In one embodiment, the second model is trained based on a transformer network and is used for image caption or scene description, and the second feature is related to the location of the regional feature. The transformer is, for example, a dual-level collaborative transformer (DLCT), GPT (Generative Pre-Training), BERT (Bidirectional Encoder Representation from Transformer) or other transformers. Image description is like telling a story by looking at a picture. The second model can generate words, sentences or articles that describe the content presented by the physical object based on the features obtained by the first model (for example, regional features and grid positions). The processor 130 can train the second model in advance based on training samples (with labeled presented content) from the Internet, a gallery or a specific database, so that the second model can describe the content presented by the physical object in the image. For example, the player card shows Player A slam dunking with two hands in this year's playoffs.

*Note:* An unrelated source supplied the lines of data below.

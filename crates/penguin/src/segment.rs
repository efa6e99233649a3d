use std::path::{Path, PathBuf};

use polarity_content::{ContentKey, TrackKind};
use rustc_hash::FxHashMap;
use serde::{Deserialize, Serialize};

/// Media kind of a whole pool. `Unified` carries muxed audio+video (single
/// HLS media playlist, plain files).
#[derive(Serialize, Deserialize, Debug, Clone, Copy, PartialEq, Eq, Hash)]
#[serde(rename_all = "lowercase")]
pub enum PoolFormat {
    Video,
    Audio,
    Subtitles,
    Unified,
}

impl PoolFormat {
    pub fn prefix(&self) -> &'static str {
        match self {
            PoolFormat::Video => "video",
            PoolFormat::Audio => "audio",
            PoolFormat::Subtitles => "subtitles",
            PoolFormat::Unified => "unified",
        }
    }

    /// Track kind the multiplexer maps this pool to. `Unified` is mapped
    /// as video; its audio rides along in the same input.
    pub fn track_kind(&self) -> TrackKind {
        match self {
            PoolFormat::Video | PoolFormat::Unified => TrackKind::Video,
            PoolFormat::Audio => TrackKind::Audio,
            PoolFormat::Subtitles => TrackKind::Subtitles,
        }
    }
}

/// Optional byte range of a segment.
#[derive(Serialize, Deserialize, Debug, Clone, Copy, PartialEq, Eq)]
pub struct ByteRange {
    pub offset: u64,
    pub length: Option<u64>,
}

impl ByteRange {
    /// `Range` header value for the request.
    pub fn header_value(&self) -> String {
        match self.length {
            Some(length) => format!("bytes={}-{}", self.offset, self.offset + length - 1),
            None => format!("bytes={}-", self.offset),
        }
    }
}

/// Reserved sequence number of initialization segments.
pub const INIT_SEGMENT_NUMBER: i64 = -1;

#[derive(Serialize, Deserialize, Debug, Clone)]
pub struct Segment {
    pub url: String,
    /// Sequence number; −1 for the initialization segment.
    pub number: i64,
    pub kind: TrackKind,
    pub key: Option<ContentKey>,
    /// Owning pool id.
    pub group: String,
    pub duration: f64,
    pub init: bool,
    /// Extension with the dot, e.g. `.ts`.
    pub ext: String,
    pub byte_range: Option<ByteRange>,
    pub finished: bool,
}

impl Segment {
    /// `{group}_{number}`, the id recorded in the resume state.
    pub fn qualified_id(&self) -> String {
        format!("{}_{}", self.group, self.number)
    }

    /// Canonical on-disk path inside the content's temp directory.
    pub fn file_path(&self, temp_dir: &Path) -> PathBuf {
        temp_dir.join(format!("{}_{}{}", self.group, self.number, self.ext))
    }
}

#[derive(Serialize, Deserialize, Debug, Clone)]
pub struct SegmentPool {
    /// All segments, in sequence order (init segment first if present).
    pub segments: Vec<Segment>,
    pub format: PoolFormat,
    /// `{format}{counter}`, unique per content.
    pub id: String,
    /// Track index the pool belongs to (extra audio/subtitle ordinal).
    pub track_id: u32,
    pub finished: bool,
    /// Worker currently owning the pool; assists do not change it.
    /// Reservation is monotonic within a run.
    #[serde(skip)]
    pub reserved_by: Option<usize>,
    /// Download cursor: index of the next segment to hand out. Not
    /// persisted; on resume the downloaded-set skips finished segments.
    #[serde(skip)]
    cursor: usize,
    /// Segments handed out but not yet completed. `finished` may only be
    /// flipped when the pool is drained and this hits zero.
    #[serde(skip)]
    pub in_flight: usize,
}

impl SegmentPool {
    pub fn new(format: PoolFormat, id: String, track_id: u32) -> Self {
        Self {
            segments: Vec::new(),
            format,
            id,
            track_id,
            finished: false,
            reserved_by: None,
            cursor: 0,
            in_flight: 0,
        }
    }

    pub fn push(&mut self, segment: Segment) {
        self.segments.push(segment);
    }

    /// Hand out the next segment in sequence order. Callers hold the pool
    /// lock; the full segment list stays intact for the post phases.
    pub fn pop(&mut self) -> Option<Segment> {
        let segment = self.segments.get(self.cursor).cloned();
        if segment.is_some() {
            self.cursor += 1;
        }
        segment
    }

    pub fn is_drained(&self) -> bool {
        self.cursor >= self.segments.len()
    }

    pub fn total_segments(&self) -> usize {
        self.segments.len()
    }

    /// The init segment file doubles as the concat target.
    pub fn init_segment_path(&self, temp_dir: &Path) -> Option<PathBuf> {
        self.segments
            .iter()
            .find(|s| s.init)
            .map(|s| s.file_path(temp_dir))
    }

    /// Distinct keys carried by this pool's segments, in first-seen order.
    pub fn keys(&self) -> Vec<ContentKey> {
        let mut seen = Vec::new();
        for segment in &self.segments {
            if let Some(key) = &segment.key
                && !seen.contains(key)
            {
                seen.push(key.clone());
            }
        }
        seen
    }
}

/// Generates `{format}{counter}` pool ids, counters per-format monotonic.
#[derive(Debug, Default)]
pub struct PoolIdGenerator {
    counters: FxHashMap<PoolFormat, u32>,
}

impl PoolIdGenerator {
    pub fn next_id(&mut self, format: PoolFormat) -> String {
        let counter = self.counters.entry(format).or_insert(0);
        let id = format!("{}{}", format.prefix(), *counter);
        *counter += 1;
        id
    }
}

#[cfg(test)]
mod tests {
    use super::*;
    use parking_lot::Mutex;
    use std::collections::HashSet;
    use std::sync::Arc;

    fn segment(group: &str, number: i64) -> Segment {
        Segment {
            url: format!("https://cdn/{number}.ts"),
            number,
            kind: TrackKind::Video,
            key: None,
            group: group.to_string(),
            duration: 4.0,
            init: number == INIT_SEGMENT_NUMBER,
            ext: ".ts".to_string(),
            byte_range: None,
            finished: false,
        }
    }

    #[test]
    fn pool_id_counters_are_per_format() {
        let mut generator = PoolIdGenerator::default();
        assert_eq!(generator.next_id(PoolFormat::Unified), "unified0");
        assert_eq!(generator.next_id(PoolFormat::Audio), "audio0");
        assert_eq!(generator.next_id(PoolFormat::Unified), "unified1");
        assert_eq!(generator.next_id(PoolFormat::Subtitles), "subtitles0");
        assert_eq!(generator.next_id(PoolFormat::Audio), "audio1");
    }

    #[test]
    fn qualified_ids_and_paths() {
        let s = segment("video0", 3);
        assert_eq!(s.qualified_id(), "video0_3");
        assert_eq!(
            s.file_path(Path::new("/tmp/Show S01E01")),
            PathBuf::from("/tmp/Show S01E01/video0_3.ts")
        );

        let init = segment("video0", INIT_SEGMENT_NUMBER);
        assert_eq!(init.qualified_id(), "video0_-1");
    }

    #[test]
    fn byte_range_header() {
        let full = ByteRange {
            offset: 100,
            length: Some(50),
        };
        assert_eq!(full.header_value(), "bytes=100-149");
        let open = ByteRange {
            offset: 7,
            length: None,
        };
        assert_eq!(open.header_value(), "bytes=7-");
    }

    #[test]
    fn pop_preserves_the_segment_list() {
        let mut pool = SegmentPool::new(PoolFormat::Video, "video0".into(), 0);
        for n in 0..3 {
            pool.push(segment("video0", n));
        }
        while pool.pop().is_some() {}
        assert!(pool.is_drained());
        assert_eq!(pool.total_segments(), 3);
        assert_eq!(pool.segments.len(), 3);
    }

    #[test]
    fn serialized_pool_resets_its_cursor() {
        let mut pool = SegmentPool::new(PoolFormat::Video, "video0".into(), 0);
        pool.push(segment("video0", 0));
        pool.push(segment("video0", 1));
        pool.pop();

        let raw = serde_json::to_string(&pool).unwrap();
        let mut reloaded: SegmentPool = serde_json::from_str(&raw).unwrap();
        assert_eq!(reloaded.pop().unwrap().number, 0);
    }

    /// Any number of workers popping concurrently must drain the pool
    /// exactly once and leave it finished.
    #[tokio::test(flavor = "multi_thread", worker_threads = 4)]
    async fn concurrent_pops_drain_exactly_once() {
        let mut pool = SegmentPool::new(PoolFormat::Video, "video0".into(), 0);
        for n in 0..100 {
            pool.push(segment("video0", n));
        }
        let pool = Arc::new(Mutex::new(pool));
        let seen = Arc::new(Mutex::new(HashSet::new()));

        let mut tasks = Vec::new();
        for _ in 0..4 {
            let pool = Arc::clone(&pool);
            let seen = Arc::clone(&seen);
            tasks.push(tokio::spawn(async move {
                loop {
                    let segment = {
                        let mut guard = pool.lock();
                        match guard.pop() {
                            Some(s) => s,
                            None => {
                                guard.finished = true;
                                break;
                            }
                        }
                    };
                    assert!(seen.lock().insert(segment.qualified_id()));
                    tokio::task::yield_now().await;
                }
            }));
        }
        for task in tasks {
            task.await.unwrap();
        }

        assert!(pool.lock().finished);
        assert_eq!(seen.lock().len(), 100);
    }
}
use std::fs;
use std::path::{Path, PathBuf};

use parking_lot::RwLock;
use serde::{Deserialize, Serialize};
use tracing::{debug, warn};

use crate::error::ExtractorError;

/// One persisted cookie. Mirrors the fields of the classic LWP jar format
/// in a JSON encoding.
#[derive(Serialize, Deserialize, Debug, Clone, PartialEq, Eq)]
pub struct CookieRecord {
    pub name: String,
    pub value: String,
    pub domain: String,
    pub path: String,
    /// Unix timestamp; `None` means a session cookie.
    pub expires: Option<i64>,
    /// Discard at end of session (not persisted by browsers; we keep the
    /// flag so a jar can faithfully round-trip what the site sent).
    pub discard: bool,
}

/// On-disk cookie jar for one account-capable extractor.
///
/// Created empty on first access, loaded on startup, written back after a
/// successful login with the session cookies whitelisted by name.
#[derive(Debug)]
pub struct CookieJar {
    path: PathBuf,
    records: RwLock<Vec<CookieRecord>>,
}

impl CookieJar {
    /// Open `{accounts_dir}/{extractor}.cjar`, creating an empty jar (and
    /// the directory) if none exists yet.
    pub fn open(accounts_dir: &Path, extractor: &str) -> Result<Self, ExtractorError> {
        let path = accounts_dir.join(format!("{extractor}.cjar"));
        let records = match fs::read_to_string(&path) {
            Ok(raw) => match serde_json::from_str::<Vec<CookieRecord>>(&raw) {
                Ok(records) => records,
                Err(e) => {
                    warn!(path = %path.display(), error = %e, "unreadable cookie jar; starting empty");
                    Vec::new()
                }
            },
            Err(e) if e.kind() == std::io::ErrorKind::NotFound => {
                fs::create_dir_all(accounts_dir)?;
                Vec::new()
            }
            Err(e) => return Err(e.into()),
        };
        debug!(path = %path.display(), cookies = records.len(), "cookie jar opened");
        Ok(Self {
            path,
            records: RwLock::new(records),
        })
    }

    pub fn get(&self, name: &str) -> Option<String> {
        self.records
            .read()
            .iter()
            .find(|r| r.name == name)
            .map(|r| r.value.clone())
    }

    pub fn has(&self, name: &str) -> bool {
        self.records.read().iter().any(|r| r.name == name)
    }

    /// Insert or replace a cookie by name.
    pub fn set(&self, record: CookieRecord) {
        let mut records = self.records.write();
        match records.iter_mut().find(|r| r.name == record.name) {
            Some(existing) => *existing = record,
            None => records.push(record),
        }
    }

    /// Write the jar to disk.
    pub fn save(&self) -> Result<(), ExtractorError> {
        let records = self.records.read();
        let raw = serde_json::to_string_pretty(&*records)?;
        fs::write(&self.path, raw)?;
        Ok(())
    }

    /// Drop every cookie and persist the empty jar. Used when the site
    /// rejects the stored session ("login expired").
    pub fn clear_and_save(&self) -> Result<(), ExtractorError> {
        self.records.write().clear();
        self.save()
    }

    pub fn is_empty(&self) -> bool {
        self.records.read().is_empty()
    }
}

#[cfg(test)]
mod tests {
    use super::*;

    fn record(name: &str, value: &str) -> CookieRecord {
        CookieRecord {
            name: name.into(),
            value: value.into(),
            domain: ".example.com".into(),
            path: "/".into(),
            expires: Some(4_102_444_800),
            discard: false,
        }
    }

    #[test]
    fn jar_round_trips_through_disk() {
        let dir = tempfile::tempdir().unwrap();
        let jar = CookieJar::open(dir.path(), "testsite").unwrap();
        jar.set(record("session", "abc123"));
        jar.save().unwrap();

        let reloaded = CookieJar::open(dir.path(), "testsite").unwrap();
        assert_eq!(reloaded.get("session").as_deref(), Some("abc123"));
        assert!(reloaded.has("session"));
    }

    #[test]
    fn set_replaces_by_name() {
        let dir = tempfile::tempdir().unwrap();
        let jar = CookieJar::open(dir.path(), "testsite").unwrap();
        jar.set(record("session", "old"));
        jar.set(record("session", "new"));
        assert_eq!(jar.get("session").as_deref(), Some("new"));
    }

    #[test]
    fn clear_and_save_persists_empty_jar() {
        let dir = tempfile::tempdir().unwrap();
        let jar = CookieJar::open(dir.path(), "testsite").unwrap();
        jar.set(record("session", "abc"));
        jar.save().unwrap();
        jar.clear_and_save().unwrap();

        let reloaded = CookieJar::open(dir.path(), "testsite").unwrap();
        assert!(reloaded.is_empty());
    }

    #[test]
    fn corrupt_jar_starts_empty() {
        let dir = tempfile::tempdir().unwrap();
        fs::write(dir.path().join("testsite.cjar"), "{not json").unwrap();
        let jar = CookieJar::open(dir.path(), "testsite").unwrap();
        assert!(jar.is_empty());
    }
}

In another embodiment, the second model is trained based on a network of time dimension and space dimension and used for behavior recognition, and the second feature is related to the position and posture of one or more target objects in the content presented by the physical object. For example, a two-stream neural network includes a time stream network and a space stream network. For the spatial part, each frame represents surface information. For example, an object, its skeleton, scene, etc. The temporal part refers to the movement of an object or its skeleton between several frames. For example, the movement of a camera or the movement information of a target object. The processor 130 can train the second model based on video or animation in advance, so that the second model can describe the behavior of the target object presented by the physical object in the image. It should be noted that, although the content presented by the physical object may occur at a certain point in time and its content changes cannot be known, the second model can be used to infer the events that occurred in the target object or scene at this point in time.

In some embodiments, the second model may also be trained based on a neural network with more dimensions or different dimensions, and the present invention is not limited thereto.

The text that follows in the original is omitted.